The defendants rely heavily on Ragone to support their theory of equitable
estoppel. But Ragone is inapposite. There, the plaintiff was required to arbitrate
her employment discrimination and sexual harassment claims against both the
signatory to her employment and arbitration agreement, Atlantic Video ("AVI"),
and a non-signatory, ESPN, which "she understood . . . to a considerable extent,
[to be] her co-employer." Ragone, 595 F.3d at 127. Although the plaintiff's initial
employment records and arbitration agreement did not mention ESPN, the
plaintiff understood that she was hired by AVI specifically to work for ESPN
(which was a significant client of AVI), she was required to follow the
instructions and directives of ESPN personnel and supervisors, she was
"supervised by ESPN personnel in the ordinary course of her daily duties," and
she alleged that she had been harassed by ESPN employees. Id. at 127-28; Ragone
31
v. Atl. Video at Manhattan Ctr., No. 07 CIV. 6084 (JGK), 2008 WL 4058480, at *9,
2008 U.S. Dist. LEXIS 66369, at *29 (S.D.N.Y. Aug. 29, 2008). Here, by contrast,
the plaintiffs were unaware of any corporate relationship between signatory
ACN and the non-signatory defendants, and did not treat ACN and the
defendants as "at least somewhat interchangeable with respect to the plaintiffs'
rights and responsibilities under the relevant contract[.]" See Medidata Sols., Inc.
v. Veeva Sys. Inc., 748 F. App'x 363, 366-67 (2d Cir. 2018) (summary order). To the
contrary, as the district court observed, the plaintiffs' claims turn on the premise
that the "[d]efendants wrongfully held themselves out as offering an
independent endorsement of ACN" when they were, in fact, being paid
handsomely to promote and endorse ACN. Trump, 453 F. Supp. 3d at 641.
Indeed, central to the plaintiffs' theory of fraud is that the defendants misled the
plaintiffs to believe that the defendants and ACN were independent of one
another and that the defendants were endorsing and promoting ACN based on
an objective outside assessment of the value of ACN's business opportunity.

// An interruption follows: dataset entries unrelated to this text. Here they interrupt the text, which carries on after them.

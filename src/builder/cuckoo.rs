//! Construction of the 3-way cuckoo hash table written into closed
//! objects.
//!
//! Each member's attribute name is hashed with three seeded XXH64
//! functions; a member may sit in any of its three slots. The outer search
//! varies the 8-bit seed (256 candidates per table size) and enlarges the
//! table by 10% when no seed admits a collision-free placement. The
//! eviction coin is a deterministic RNG so identical inputs always yield
//! identical documents.

use rand::{Rng, SeedableRng};
use rand_chacha::ChaCha8Rng;

use crate::error::{Error, Result};
use crate::hash;
use crate::options::BuilderOptions;
use crate::slice::Slice;

/// A collision-free placement: slot values are member offsets relative to
/// the compound head byte, 0 marking an empty slot.
pub(crate) struct CuckooTable {
    pub slots: Vec<usize>,
    pub seed: u8,
}

/// Build the slot table for the object headed at `tos` whose member
/// offsets (relative to `tos`, each pointing at a key) are in `index`.
pub(crate) fn compute(
    data: &[u8],
    tos: usize,
    index: &[usize],
    options: &BuilderOptions,
) -> Result<CuckooTable> {
    let mut rng = ChaCha8Rng::seed_from_u64(123_456_789);
    let n = index.len();
    // One extra slot for sizes 2 to 6, two for 7 to 13, and so on.
    let mut nr_slots = n + n * 3 / 20 + 1;
    // The per-insert limit is fixed at the initial slot count and is not
    // raised when the table grows.
    let search_limit = if nr_slots < 400 {
        nr_slots * 3
    } else {
        1200 + (nr_slots as f64).sqrt() as usize
    };

    loop {
        for seed in 0..=255u8 {
            let mut slots = vec![0usize; nr_slots];
            let mut placed = true;
            for &offset in index {
                if !insert(
                    data,
                    tos,
                    offset,
                    seed,
                    search_limit,
                    &mut slots,
                    options,
                    &mut rng,
                )? {
                    placed = false;
                    break;
                }
            }
            if placed {
                return Ok(CuckooTable { slots, seed });
            }
        }
        nr_slots = nr_slots * 110 / 100;
        tracing::trace!(nr_slots, "all seeds exhausted, enlarging cuckoo table");
    }
}

/// Insert one member, displacing others if needed. Returns false when the
/// eviction chain exceeds the search limit.
#[allow(clippy::too_many_arguments)]
fn insert(
    data: &[u8],
    tos: usize,
    offset: usize,
    seed: u8,
    search_limit: usize,
    slots: &mut [usize],
    options: &BuilderOptions,
    rng: &mut ChaCha8Rng,
) -> Result<bool> {
    let nr_slots = slots.len();
    // Entries are never deleted and a new entry takes the first free of its
    // three slots, so a duplicate name must collide with its twin on the
    // first attempt; once the chain starts displacing, the check is off.
    let mut check_uniqueness = options.check_attribute_uniqueness;
    let mut offset = offset;
    let mut count = 0usize;

    loop {
        let name = attr_name(data, tos + offset, options)?;

        let mut positions = [0usize; 3];
        for (j, position) in positions.iter_mut().enumerate() {
            let h = hash::attribute_hash(name, hash::SEED_TABLE[3 * seed as usize + j]);
            *position = hash::slot_position(h, nr_slots);
        }

        let mut stored = false;
        for &p in &positions {
            if slots[p] == 0 {
                slots[p] = offset;
                stored = true;
                break;
            }
            if check_uniqueness && attr_name(data, tos + slots[p], options)? == name {
                return Err(Error::DuplicateAttributeName);
            }
        }
        if stored {
            return Ok(true);
        }

        // Play cuckoo: displace a random one of the three occupants.
        let j = rng.gen_range(0..3usize);
        std::mem::swap(&mut slots[positions[j]], &mut offset);
        check_uniqueness = false;

        count += 1;
        if count > search_limit {
            return Ok(false);
        }
    }
}

fn attr_name<'a>(data: &'a [u8], at: usize, options: &'a BuilderOptions) -> Result<&'a [u8]> {
    Slice::new(&data[at..]).key_name(options.translator())
}

#[cfg(test)]
mod tests {
    use super::*;
    use crate::builder::Builder;
    use crate::value::Value;

    // Build the raw bytes of an open object holding the given pairs and
    // return (buffer, member offsets) the way the closer sees them.
    fn open_object_bytes(pairs: &[(&str, i64)]) -> (Vec<u8>, Vec<usize>) {
        let mut data = vec![0x0b, 0, 0, 0, 0, 0, 0, 0, 0];
        let mut index = Vec::new();
        for (key, value) in pairs {
            index.push(data.len());
            data.push(0x40 + key.len() as u8);
            data.extend_from_slice(key.as_bytes());
            assert!((0..=9).contains(value));
            data.push(0x30 + *value as u8);
        }
        (data, index)
    }

    #[test]
    fn test_every_member_lands_in_one_of_its_slots() {
        let pairs: Vec<(String, i64)> = (0..40).map(|i| (format!("key{i}"), i % 10)).collect();
        let borrowed: Vec<(&str, i64)> = pairs.iter().map(|(k, v)| (k.as_str(), *v)).collect();
        let (data, index) = open_object_bytes(&borrowed);
        let options = BuilderOptions::default();

        let table = compute(&data, 0, &index, &options).expect("Failed to build cuckoo table");
        let nr_slots = table.slots.len();
        assert!(nr_slots >= index.len());

        let occupied: Vec<usize> = table.slots.iter().copied().filter(|&s| s != 0).collect();
        assert_eq!(occupied.len(), index.len());

        // Each member must sit at one of the three positions of its name.
        for &offset in &index {
            let name = attr_name(&data, offset, &options).unwrap();
            let found = (0..3).any(|j| {
                let h = hash::attribute_hash(name, hash::SEED_TABLE[3 * table.seed as usize + j]);
                table.slots[hash::slot_position(h, nr_slots)] == offset
            });
            assert!(found, "member at {offset} not reachable via its hashes");
        }
    }

    #[test]
    fn test_duplicate_names_detected() {
        let (data, index) = open_object_bytes(&[("a", 1), ("b", 2), ("a", 3)]);
        let options = BuilderOptions::default().check_attribute_uniqueness(true);
        assert_eq!(
            compute(&data, 0, &index, &options).err(),
            Some(Error::DuplicateAttributeName)
        );

        // Without the check the table builds; both twins are stored.
        let options = BuilderOptions::default();
        let table = compute(&data, 0, &index, &options).expect("Failed to build cuckoo table");
        assert_eq!(table.slots.iter().filter(|&&s| s != 0).count(), 3);
    }

    #[test]
    fn test_construction_is_deterministic() {
        let build = || {
            let mut b = Builder::new();
            b.open_object(false).unwrap();
            for i in 0..25 {
                let key = format!("attribute{i}");
                b.add_entry(&key, Value::int(i)).unwrap();
            }
            b.close().unwrap();
            b.take_buffer().unwrap()
        };
        assert_eq!(build(), build());
    }
}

Consistent with this understanding, there is no evidence to suggest that the
plaintiffs treated the defendants as if they were effectively parties to the IBO
agreement.
32
The plaintiffs allege that the defendants made false, misleading, and
deceptive statements to induce the plaintiffs to enter into the IBO agreements
with ACN. There is no unfairness in denying estoppel to a third-party
wrongdoer aligned with a signatory in effectuating allegedly wrongful business
practices. See Ross, 547 F.3d at 146 (non-signatory credit card issuer could not
avail itself of the arbitration provisions of the cardholder agreements because
"[t]he plaintiffs did not in any way treat [the non-signatory] as a party to the
cardholder agreements . . . [and the non-signatory's] only relation with respect to
the . . . agreements was as a third party allegedly attempting to subvert the
integrity of the . . . agreements"); Sokol Holdings, 542 F.3d at 362 ("Where [the non-
signatory] has become aligned or associated with y, which is a party to an
arbitration contract with x, and has done so by wrongfully inducing y to breach
its obligation under that contract with x, there would be no unfairness in
allowing x, the victim of the tortious interference, to insist that, while he agreed
to arbitrate with his contractual counterparty y, he in no way consented to extend
that agreement to an entity which tortiously subverted his rights under the
agreement.").
33
For these reasons, the defendants are not entitled to compel the plaintiffs
to arbitrate this dispute with them based on principles of equitable estoppel. We
therefore affirm the district court's denial of the defendants' motion to compel
arbitration.
III. ACN's Motion to Compel Arbitration
On appeal, ACN argues that the district court erred in several respects in
denying its motion to compel arbitration. First, ACN contends that the district
court erred in concluding that it lacked jurisdiction to entertain the motion.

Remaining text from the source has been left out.